● Required action
The word "Duration" may appear in some lines of the data; copy every such line.

● Exercise input
....................

use crate::host::PollPolicy;
use crate::{Error, Result};
use cardtrack_core::CONFIG_FILE;
use serde::{Deserialize, Serialize};
use std::path::Path;
use std::str::FromStr;
use std::time::Duration;

pub const DEFAULT_BACKEND_URL: &str = "http://localhost:8000";

/// Environment variables that override `backend_url`, highest priority first
pub const BACKEND_URL_VARS: [&str; 2] = ["CARDTRACK_BACKEND_URL", "BACKEND_URL"];

/// Keys accepted by [`Config::set_value`], as written in `config.toml`
pub const CONFIG_KEYS: [&str; 4] = [
    "backend_url",
    "request_timeout_secs",
    "host.poll_interval_ms",
    "host.max_attempts",
];

#[derive(Debug, Clone, PartialEq, Eq, Serialize, Deserialize)]
pub struct HostConfig {
    #[serde(default = "default_poll_interval_ms")]
    pub poll_interval_ms: u64,
    #[serde(default = "default_max_attempts")]
    pub max_attempts: u32,
}

impl Default for HostConfig {
    fn default() -> Self {
        Self {
            poll_interval_ms: default_poll_interval_ms(),
            max_attempts: default_max_attempts(),
        }
    }
}

impl HostConfig {
    pub fn poll_policy(&self) -> PollPolicy {
        PollPolicy {
            interval: Duration::from_millis(self.poll_interval_ms),
            max_attempts: self.max_attempts,
        }
    }
}

#[derive(Debug, Clone, PartialEq, Eq, Serialize, Deserialize)]
pub struct Config {
    #[serde(default = "default_backend_url")]
    pub backend_url: String,
    #[serde(default = "default_request_timeout_secs")]
    pub request_timeout_secs: u64,
    #[serde(default)]
    pub host: HostConfig,
}

impl Default for Config {
    fn default() -> Self {
        Self {
            backend_url: default_backend_url(),
            request_timeout_secs: default_request_timeout_secs(),
            host: HostConfig::default(),
        }
    }
}

fn default_backend_url() -> String {
    DEFAULT_BACKEND_URL.to_string()
}

fn default_request_timeout_secs() -> u64 {
    15
}

fn default_poll_interval_ms() -> u64 {
    100
}

fn default_max_attempts() -> u32 {
    100
}

impl Config {
    pub fn load_from(path: &Path) -> Result<Self> {
        if !path.exists() {
            return Ok(Self::default());
        }

        let content = std::fs::read_to_string(path)?;
        let config: Config = toml::from_str(&content)?;
        Ok(config)
    }

    pub fn save_to(&self, path: &Path) -> Result<()> {
        if let Some(parent) = path.parent() {
            std::fs::create_dir_all(parent)?;
        }

        let content = toml::to_string_pretty(self)?;
        std::fs::write(path, content)?;
        Ok(())
    }

    pub fn get_value(&self, key: &str) -> Option<String> {
        match key {
            "backend_url" => Some(self.backend_url.clone()),
            "request_timeout_secs" => Some(self.request_timeout_secs.to_string()),
            "host.poll_interval_ms" => Some(self.host.poll_interval_ms.to_string()),
            "host.max_attempts" => Some(self.host.max_attempts.to_string()),
            _ => None,
        }
    }

    /// Update one field by its dotted `config.toml` key.
    pub fn set_value(&mut self, key: &str, value: &str) -> Result<()> {
        match key {
            "backend_url" => {
                let url = value.trim();
                if url.is_empty() {
                    return Err(Error::Config("backend_url cannot be empty".to_string()));
                }
                self.backend_url = url.trim_end_matches('/').to_string();
            }
            "request_timeout_secs" => self.request_timeout_secs = parse_number(key, value)?,
            "host.poll_interval_ms" => self.host.poll_interval_ms = parse_number(key, value)?,
            "host.max_attempts" => self.host.max_attempts = parse_number(key, value)?,
            _ => {
                return Err(Error::Config(format!(
                    "unknown key '{}' (expected one of: {})",
                    key,
                    CONFIG_KEYS.join(", ")
                )));
            }
        }
        Ok(())
    }

    pub fn request_timeout(&self) -> Duration {
        Duration::from_secs(self.request_timeout_secs)
    }

    /// Apply `CARDTRACK_BACKEND_URL` / `BACKEND_URL` from the process
    /// environment.
    pub fn apply_env(&mut self) {
        self.apply_env_from(|name| std::env::var(name).ok());
    }

    pub fn apply_env_from<F>(&mut self, lookup: F)
    where
        F: Fn(&str) -> Option<String>,
    {
        let from_env = BACKEND_URL_VARS
            .iter()
            .find_map(|name| lookup(name).filter(|value| !value.trim().is_empty()));
        if let Some(url) = from_env {
            self.backend_url = url;
        }
    }

    /// Resolve the effective configuration: flag, then environment, then
    /// the file in `data_dir`, then defaults.
    pub fn resolve(data_dir: &Path, backend_url_flag: Option<&str>) -> Result<Self> {
        let mut config = Self::load_from(&data_dir.join(CONFIG_FILE))?;
        config.apply_env();
        if let Some(url) = backend_url_flag {
            config.backend_url = url.to_string();
        }
        Ok(config)
    }
}

fn parse_number<T: FromStr>(key: &str, value: &str) -> Result<T> {
    value
        .trim()
        .parse()
        .map_err(|_| Error::Config(format!("{} must be a whole number, got '{}'", key, value)))
}
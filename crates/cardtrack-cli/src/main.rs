use cardtrack::{Cli, run};
use clap::Parser;

fn main() {
    // Reset SIGPIPE to default behavior to prevent panic on broken pipe
    // (e.g., when piping to `head` or `less` that exits early)
    #[cfg(unix)]
    reset_sigpipe();

    let cli = Cli::parse();

    if let Err(e) = run(cli) {
        eprintln!("Error: {}", e);
        std::process::exit(1);
    }
}

#[cfg(unix)]
fn reset_sigpipe() {
    unsafe {
        libc::signal(libc::SIGPIPE, libc::SIG_DFL);
    }
}
use super::workspace::as_sdk;
use super::{HandlerContext, Workspace};
use crate::presentation::presenters;
use anyhow::Result;
use cardtrack_core::PanelSettings;
use cardtrack_runtime::{FrameLocation, PanelService, resolve_card};
use cardtrack_types::CardId;

pub async fn handle(
    workspace: &Workspace,
    ctx: &HandlerContext,
    card: Option<String>,
    url: Option<String>,
) -> Result<()> {
    let card = match card {
        Some(card) => CardId::new(card),
        None => {
            let location = url.as_deref().map(FrameLocation::parse).transpose()?;
            let host = workspace.host().await?;
            resolve_card(location.as_ref(), as_sdk(&host))?
        }
    };

    let settings = PanelSettings::load(&workspace.settings()?);
    let client = workspace.client()?;

    let panel = PanelService::new(&client)
        .load(&card, &settings, &chrono::Local)
        .await;
    ctx.render(presenters::present_card_panel(panel))
}
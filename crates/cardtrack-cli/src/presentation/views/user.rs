use std::fmt;

use crate::presentation::view_models::{UserSettingsViewModel, UserUploadViewModel};

// --------------------------------------------------------
// User Settings View
// --------------------------------------------------------

pub struct UserSettingsView<'a> {
    data: &'a UserSettingsViewModel,
}

impl<'a> UserSettingsView<'a> {
    pub fn new(data: &'a UserSettingsViewModel) -> Self {
        Self { data }
    }
}

impl<'a> fmt::Display for UserSettingsView<'a> {
    fn fmt(&self, f: &mut fmt::Formatter) -> fmt::Result {
        match (&self.data.settings, self.data.found) {
            (Some(settings), _) => {
                writeln!(f, "Settings for {}:", self.data.username)?;
                writeln!(f, "  {}", settings)
            }
            (None, true) => writeln!(f, "{} has no stored settings.", self.data.username),
            (None, false) => writeln!(f, "User {} not found.", self.data.username),
        }
    }
}

// --------------------------------------------------------
// User Upload View
// --------------------------------------------------------

pub struct UserUploadView<'a> {
    data: &'a UserUploadViewModel,
}

impl<'a> UserUploadView<'a> {
    pub fn new(data: &'a UserUploadViewModel) -> Self {
        Self { data }
    }
}

impl<'a> fmt::Display for UserUploadView<'a> {
    fn fmt(&self, f: &mut fmt::Formatter) -> fmt::Result {
        writeln!(
            f,
            "Uploaded {} setting(s) from {} for {}",
            self.data.keys.len(),
            self.data.scope,
            self.data.username
        )?;
        for key in &self.data.keys {
            writeln!(f, "  {}", key)?;
        }
        Ok(())
    }
}

#[cfg(test)]
mod tests {
    use super::*;

    #[test]
    fn test_missing_user_and_empty_settings_differ() {
        let missing = UserSettingsViewModel {
            username: "alice".to_string(),
            found: false,
            settings: None,
        };
        assert_eq!(UserSettingsView::new(&missing).to_string(), "User alice not found.\n");

        let empty = UserSettingsViewModel {
            found: true,
            ..missing
        };
        assert_eq!(
            UserSettingsView::new(&empty).to_string(),
            "alice has no stored settings.\n"
        );
    }

    #[test]
    fn test_upload_lists_keys() {
        let data = UserUploadViewModel {
            username: "bob".to_string(),
            scope: "board:b1".to_string(),
            keys: vec!["show-total-time".to_string(), "total-time-color".to_string()],
            message: "Settings updated".to_string(),
        };
        insta::assert_snapshot!(UserUploadView::new(&data).to_string(), @r"
        Uploaded 2 setting(s) from board:b1 for bob
          show-total-time
          total-time-color
        ");
    }
}
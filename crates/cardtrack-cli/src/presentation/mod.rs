//! # Presentation Layer
//!
//! Console output follows one direction:
//!
//! ```text
//! [ Handler ] --> [ Presenter ] --> [ ViewModel ] --> [ Renderer ] ==(JSON)==> [ serde_json ] --> Output
//!    (Controller)      (Converter)       (Data)          (Driver)  ==(Text)==> [ View ] --> Output
//! ```
//!
//! ## Rules
//!
//! * **View models hold data, not layout.** They implement `Serialize`, and
//!   `--format json` dumps them whole. Badge colors stay as the stored CSS
//!   strings; turning them into terminal colors is the view's job.
//! * **Presenters decide what to say.** Status badges and follow-up tips are
//!   chosen there, never in views.
//! * **Views decide how it looks.** Padding, tables and colors live in
//!   `views/` and `formatters/`.

pub mod formatters;
pub mod presenters;
pub mod renderers;
pub mod view_models;
pub mod views;

pub use renderers::{ConsoleRenderer, Renderer};
pub use view_models::{CommandResultViewModel, Guidance, StatusBadge, StatusLevel};
use cardtrack_types::{BoardId, BoardList, CardFilter, CardId, ExportFormat, TrackedCard};
use std::path::PathBuf;

use crate::presentation::view_models::{
    BoardListEntry, BoardListsViewModel, CommandResultViewModel, ExportViewModel, Guidance,
    StatusBadge, TrackedCardViewModel, TrackedCardsViewModel,
};

pub fn present_board_lists(
    board: &BoardId,
    lists: Vec<BoardList>,
) -> CommandResultViewModel<BoardListsViewModel> {
    let content = BoardListsViewModel {
        board_id: board.to_string(),
        lists: lists
            .into_iter()
            .map(|list| BoardListEntry {
                id: list.id.to_string(),
                name: list.name,
            })
            .collect(),
    };

    CommandResultViewModel::new(content)
}

pub fn present_tracked_cards(
    filter: &CardFilter,
    cards: Vec<TrackedCard>,
) -> CommandResultViewModel<TrackedCardsViewModel> {
    let empty = cards.is_empty();
    let content = TrackedCardsViewModel {
        created_after: filter.created_after.map(|date| date.to_string()),
        card_id_contains: filter.card_id_contains.clone(),
        cards: cards
            .into_iter()
            .map(|card| TrackedCardViewModel {
                id: card.id,
                card_id: card.trello_card_id.to_string(),
                created_at: card.created_at,
            })
            .collect(),
    };

    let mut result = CommandResultViewModel::new(content);
    if empty && (filter.created_after.is_some() || filter.card_id_contains.is_some()) {
        result = result.with_suggestion(
            Guidance::new("Drop the filters to list every tracked card")
                .with_command("cardtrack cards"),
        );
    }
    result
}

pub fn present_export(
    card: &CardId,
    format: ExportFormat,
    path: PathBuf,
    bytes: usize,
) -> CommandResultViewModel<ExportViewModel> {
    let content = ExportViewModel {
        card_id: card.to_string(),
        format: format.to_string(),
        path,
        bytes,
    };

    CommandResultViewModel::new(content).with_badge(StatusBadge::success("Export saved"))
}
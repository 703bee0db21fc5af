use cardtrack_core::*;
use cardtrack_types::{BoardId, ListId};
use tempfile::TempDir;

#[test]
fn test_board_settings_survive_reopen() -> Result<()> {
    let temp_dir = TempDir::new()?;
    let path = temp_dir.path().join(SETTINGS_FILE);
    let board = BoardId::new("board-1");

    {
        let store = SettingsStore::new(FileStore::open(&path)?);
        let mut settings = BoardSettings::load(&store, &board);
        settings.set_enabled(BadgeKind::CurrentList, true);
        settings.set_enabled(BadgeKind::SpecificLists, true);
        settings.selected_lists = ["l1", "l3"].map(ListId::from).into_iter().collect();
        settings.save(&store, &board)?;
        PanelSettings::toggle(&store, PanelSection::DetailedHistory, true)?;
    }

    let store = SettingsStore::new(FileStore::open(&path)?);
    let settings = BoardSettings::load(&store, &board);
    assert!(settings.show_current_list_time);
    assert!(settings.show_specific_lists_time);
    assert!(!settings.show_total_time);
    assert!(settings.selected_lists.contains(&ListId::new("l3")));
    assert!(PanelSettings::load(&store).show_detailed_history);

    let other = BoardSettings::load(&store, &BoardId::new("board-2"));
    assert_eq!(other, BoardSettings::default());
    Ok(())
}

#[test]
fn test_hand_edited_selection_fails_open() -> Result<()> {
    let temp_dir = TempDir::new()?;
    let path = temp_dir.path().join(SETTINGS_FILE);
    std::fs::write(
        &path,
        r#"{"b1_selected-lists": "[\"l1\",", "b1_show-specific-lists-time": "true"}"#,
    )?;

    let store = SettingsStore::new(FileStore::open(&path)?);
    let settings = BoardSettings::load(&store, &BoardId::new("b1"));
    assert!(settings.show_specific_lists_time);
    assert!(settings.selected_lists.is_empty());
    Ok(())
}
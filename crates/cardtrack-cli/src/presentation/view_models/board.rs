use chrono::NaiveDateTime;
use serde::Serialize;
use std::fmt;
use std::path::PathBuf;

use crate::presentation::views::{BoardListsView, ExportView, TrackedCardsView};

#[derive(Debug, Serialize)]
pub struct BoardListsViewModel {
    pub board_id: String,
    pub lists: Vec<BoardListEntry>,
}

#[derive(Debug, Serialize)]
pub struct BoardListEntry {
    pub id: String,
    pub name: String,
}

impl fmt::Display for BoardListsViewModel {
    fn fmt(&self, f: &mut fmt::Formatter<'_>) -> fmt::Result {
        write!(f, "{}", BoardListsView::new(self))
    }
}

#[derive(Debug, Serialize)]
pub struct TrackedCardsViewModel {
    pub created_after: Option<String>,
    pub card_id_contains: Option<String>,
    pub cards: Vec<TrackedCardViewModel>,
}

#[derive(Debug, Serialize)]
pub struct TrackedCardViewModel {
    pub id: i64,
    pub card_id: String,
    pub created_at: Option<NaiveDateTime>,
}

impl fmt::Display for TrackedCardsViewModel {
    fn fmt(&self, f: &mut fmt::Formatter<'_>) -> fmt::Result {
        write!(f, "{}", TrackedCardsView::new(self))
    }
}

#[derive(Debug, Serialize)]
pub struct ExportViewModel {
    pub card_id: String,
    pub format: String,
    pub path: PathBuf,
    pub bytes: usize,
}

impl fmt::Display for ExportViewModel {
    fn fmt(&self, f: &mut fmt::Formatter<'_>) -> fmt::Result {
        write!(f, "{}", ExportView::new(self))
    }
}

....................

● Response to this task
use std::time::Duration;
            interval: Duration::from_millis(self.poll_interval_ms),
    pub fn request_timeout(&self) -> Duration {
        Duration::from_secs(self.request_timeout_secs)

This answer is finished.